#### Exercise directions
Using the entries that follow, count the lines containing the word "ValidationCodeFailed" and give that number by itself.

··· Source records

/*++

Licensed under the Apache-2.0 license.

File Name:

   tracker.rs

Abstract:

    Reads back the per falcon status words written by the HS ucode.

--*/

use crate::*;
use acr_image_types::layout::LSF_WPR_HEADERS_TOTAL_SIZE_MAX;

/// Bootstrap status tracker
pub struct BootstrapTracker<Env: BootstrapEnv> {
    env: Env,

    /// Offset of the WPR header table in the blob
    table_offset: u32,

    /// Table as staged by the driver
    expected: WprHeaderTable,

    /// Last known status word of each falcon; unknown codes are not recorded
    previous: [u32; MAX_FALCON_COUNT],
}

impl<Env: BootstrapEnv> BootstrapTracker<Env> {
    /// Create an instance of `BootstrapTracker`
    ///
    /// # Arguments
    ///
    /// * `env`          - Blob accessor and completion wait
    /// * `table_offset` - Offset of the WPR header table in the blob
    pub fn new(env: Env, table_offset: u32) -> Self {
        Self {
            env,
            table_offset,
            expected: WprHeaderTable::new(),
            previous: [0; MAX_FALCON_COUNT],
        }
    }

    /// Wait for the HS ucode and read every falcon's status
    ///
    /// # Arguments
    ///
    /// * `expected`   - Table the blob was staged with
    /// * `timeout_ms` - Bound on the completion wait
    ///
    /// # Returns
    ///
    /// * `BootstrapReport` - Per falcon status; a timeout yields no report
    pub fn run(
        &mut self,
        expected: &WprHeaderTable,
        timeout_ms: u32,
    ) -> AcrResult<BootstrapReport> {
        self.expected = *expected;
        self.previous = [0; MAX_FALCON_COUNT];
        for (prev, hdr) in self.previous.iter_mut().zip(expected.entries()) {
            *prev = hdr.status;
        }

        if !self.env.wait_for_completion(timeout_ms)? {
            log::warn!("HS ucode did not complete within {timeout_ms} ms");
            return Err(AcrError::STATUS_HS_TIMEOUT);
        }

        let report = self.poll()?;
        log::info!(
            "Bootstrap status of {} falcons read back, result {:?}",
            report.len(),
            report.check()
        );
        Ok(report)
    }

    /// Re-read the table and check it against the staged one
    pub fn poll(&mut self) -> AcrResult<BootstrapReport> {
        let mut bytes = [0u8; LSF_WPR_HEADERS_TOTAL_SIZE_MAX as usize];
        self.env.read_blob(self.table_offset, &mut bytes)?;
        let table = WprHeaderTable::decode(&bytes)?;

        if table.len() != self.expected.len() {
            return Err(AcrError::STATUS_TABLE_MISMATCH);
        }

        let mut report = BootstrapReport::default();
        let expected = self.expected;
        for (i, (hdr, staged)) in table
            .entries()
            .iter()
            .zip(expected.entries())
            .enumerate()
        {
            if hdr.falcon_id != staged.falcon_id
                || hdr.lsb_offset != staged.lsb_offset
                || hdr.lazy_bootstrap != staged.lazy_bootstrap
            {
                return Err(AcrError::STATUS_TABLE_MISMATCH);
            }
            let falcon_id =
                FalconId::try_from(hdr.falcon_id).map_err(|_| AcrError::STATUS_TABLE_MISMATCH)?;

            self.advance(i, hdr.status)?;

            let entry = BootstrapEntry {
                falcon_id,
                lazy: hdr.is_lazy(),
                status: hdr.status,
            };
            match entry.status() {
                Ok(status) if status.is_failure() => {
                    log::warn!("{falcon_id}: {status:?}")
                }
                Ok(status) => log::debug!("{falcon_id}: {status:?}"),
                Err(_) => log::warn!("{falcon_id}: unknown status {:#x}", hdr.status),
            }
            report.push(entry)?;
        }

        Ok(report)
    }

    /// Read the status word of a single falcon without re-reading the table
    pub fn status(&mut self, falcon_id: FalconId) -> AcrResult<LsfImageStatus> {
        let (index, _) = self
            .expected
            .find(falcon_id)
            .ok_or(AcrError::STATUS_TABLE_MISMATCH)?;

        let mut word = [0u8; 4];
        self.env.read_blob(
            WprHeaderTable::status_offset(self.table_offset, index),
            &mut word,
        )?;
        let raw = u32::from_ne_bytes(word);

        self.advance(index, raw)?;
        LsfImageStatus::try_from(raw)
    }

    /// Check `next` against the last known status of entry `index`.
    ///
    /// Unknown codes are reported, not rejected here, and leave the last
    /// known status in place for the next comparison.
    fn advance(&mut self, index: usize, next: u32) -> AcrResult<()> {
        let Ok(next_status) = LsfImageStatus::try_from(next) else {
            return Ok(());
        };
        if let Ok(prev) = LsfImageStatus::try_from(self.previous[index]) {
            if !prev.can_reach(next_status) {
                return Err(AcrError::STATUS_ILLEGAL_TRANSITION);
            }
        }
        self.previous[index] = next;
        Ok(())
    }
}

#[cfg(test)]
mod tests {
    use super::*;
    use zerocopy::IntoBytes;
    use LsfImageStatus::*;

    struct TestEnv {
        blob: Vec<u8>,
        complete: bool,
    }

    impl BootstrapEnv for TestEnv {
        fn wait_for_completion(&mut self, _timeout_ms: u32) -> AcrResult<bool> {
            Ok(self.complete)
        }

        fn read_blob(&mut self, offset: u32, buf: &mut [u8]) -> AcrResult<()> {
            let offset = offset as usize;
            let src = self
                .blob
                .get(offset..offset + buf.len())
                .ok_or(AcrError::STATUS_BLOB_READ_FAILURE)?;
            buf.copy_from_slice(src);
            Ok(())
        }
    }

    fn staged() -> WprHeaderTable {
        let mut table = WprHeaderTable::new();
        for (falcon_id, lsb_offset, lazy) in [
            (FalconId::Pmu, 0x200, false),
            (FalconId::Fecs, 0x3000, false),
            (FalconId::Gpccs, 0x6000, true),
        ] {
            table
                .push(LsfWprHeader {
                    falcon_id: falcon_id.into(),
                    lsb_offset,
                    bootstrap_owner: FalconId::Pmu.into(),
                    lazy_bootstrap: lazy.into(),
                    bin_version: 0,
                    status: Copy.into(),
                })
                .unwrap();
        }
        table
    }

    fn env_with(statuses: [LsfImageStatus; 3]) -> TestEnv {
        let mut table = staged();
        for (hdr, status) in table.entries_mut().iter_mut().zip(statuses) {
            hdr.status = status.into();
        }
        let mut blob = vec![0u8; 0x1000];
        table.encode(&mut blob).unwrap();
        TestEnv {
            blob,
            complete: true,
        }
    }

    fn set_status(env: &mut TestEnv, index: usize, status: u32) {
        let offset = WprHeaderTable::status_offset(0, index) as usize;
        env.blob[offset..offset + 4].copy_from_slice(status.as_bytes());
    }

    #[test]
    fn test_run_success() {
        let env = env_with([BootstrapReady, BootstrapReady, ValidationDone]);
        let mut tracker = BootstrapTracker::new(env, 0);
        let report = tracker.run(&staged(), 100).unwrap();
        assert_eq!(report.len(), 3);
        assert_eq!(report.check(), Ok(()));

        let gpccs = report.find(FalconId::Gpccs).unwrap();
        assert!(gpccs.lazy);
        assert_eq!(gpccs.status(), Ok(ValidationDone));
    }

    #[test]
    fn test_run_timeout() {
        let mut env = env_with([BootstrapReady; 3]);
        env.complete = false;
        let mut tracker = BootstrapTracker::new(env, 0);
        assert_eq!(
            tracker.run(&staged(), 100),
            Err(AcrError::STATUS_HS_TIMEOUT)
        );
    }

    #[test]
    fn test_failed_falcon() {
        let env = env_with([BootstrapReady, ValidationCodeFailed, ValidationDone]);
        let mut tracker = BootstrapTracker::new(env, 0);
        let report = tracker.run(&staged(), 100).unwrap();
        assert_eq!(
            report.check(),
            Err(AcrError::STATUS_VALIDATION_CODE_FAILED)
        );
    }

    #[test]
    fn test_poll_progress() {
        let env = env_with([Copy, Copy, Copy]);
        let mut tracker = BootstrapTracker::new(env, 0);
        let report = tracker.run(&staged(), 100).unwrap();
        assert_eq!(report.check(), Err(AcrError::STATUS_NOT_READY));

        set_status(&mut tracker.env, 0, ValidationSkipped.into());
        set_status(&mut tracker.env, 1, ValidationDone.into());
        assert_eq!(
            tracker.poll().unwrap().check(),
            Err(AcrError::STATUS_NOT_READY)
        );

        set_status(&mut tracker.env, 0, BootstrapReady.into());
        set_status(&mut tracker.env, 1, BootstrapReady.into());
        assert_eq!(tracker.poll().unwrap().check(), Ok(()));
    }

    #[test]
    fn test_illegal_transition() {
        let env = env_with([ValidationCodeFailed, Copy, Copy]);
        let mut tracker = BootstrapTracker::new(env, 0);
        tracker.run(&staged(), 100).unwrap();

        set_status(&mut tracker.env, 0, BootstrapReady.into());
        assert_eq!(
            tracker.poll(),
            Err(AcrError::STATUS_ILLEGAL_TRANSITION)
        );
    }

    #[test]
    fn test_unknown_code_keeps_last_known_status() {
        let env = env_with([Copy, Copy, Copy]);
        let mut tracker = BootstrapTracker::new(env, 0);
        tracker.run(&staged(), 100).unwrap();

        set_status(&mut tracker.env, 0, ValidationDone.into());
        tracker.poll().unwrap();

        set_status(&mut tracker.env, 0, 0x20);
        let report = tracker.poll().unwrap();
        assert_eq!(report.check(), Err(AcrError::STATUS_INVALID_CODE));

        set_status(&mut tracker.env, 0, Copy.into());
        assert_eq!(
            tracker.poll(),
            Err(AcrError::STATUS_ILLEGAL_TRANSITION)
        );

        set_status(&mut tracker.env, 0, BootstrapReady.into());
        assert_eq!(tracker.status(FalconId::Pmu), Ok(BootstrapReady));
    }

    #[test]
    fn test_table_mismatch() {
        let mut env = env_with([BootstrapReady; 3]);
        let offset = LSF_WPR_HEADER_SIZE + core::mem::offset_of!(LsfWprHeader, lsb_offset);
        env.blob[offset..offset + 4].copy_from_slice(0x4000u32.as_bytes());
        let mut tracker = BootstrapTracker::new(env, 0);
        assert_eq!(
            tracker.run(&staged(), 100),
            Err(AcrError::STATUS_TABLE_MISMATCH)
        );

        let env = env_with([BootstrapReady; 3]);
        let mut tracker = BootstrapTracker::new(env, 0);
        let mut fewer = WprHeaderTable::new();
        fewer.push(staged().entries()[0]).unwrap();
        assert_eq!(
            tracker.run(&fewer, 100),
            Err(AcrError::STATUS_TABLE_MISMATCH)
        );
    }

    #[test]
    fn test_targeted_status_read() {
        let env = env_with([Copy, Copy, Copy]);
        let mut tracker = BootstrapTracker::new(env, 0);
        tracker.run(&staged(), 100).unwrap();

        set_status(&mut tracker.env, 2, ValidationDone.into());
        assert_eq!(tracker.status(FalconId::Gpccs), Ok(ValidationDone));
        assert_eq!(
            tracker.status(FalconId::Sec2),
            Err(AcrError::STATUS_TABLE_MISMATCH)
        );

        set_status(&mut tracker.env, 2, Copy.into());
        assert_eq!(
            tracker.status(FalconId::Gpccs),
            Err(AcrError::STATUS_ILLEGAL_TRANSITION)
        );
    }

    #[test]
    fn test_read_failure() {
        let mut env = env_with([BootstrapReady; 3]);
        env.blob.truncate(100);
        let mut tracker = BootstrapTracker::new(env, 0);
        assert_eq!(
            tracker.run(&staged(), 100),
            Err(AcrError::STATUS_BLOB_READ_FAILURE)
        );
    }
}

······

#### Answer to this task
2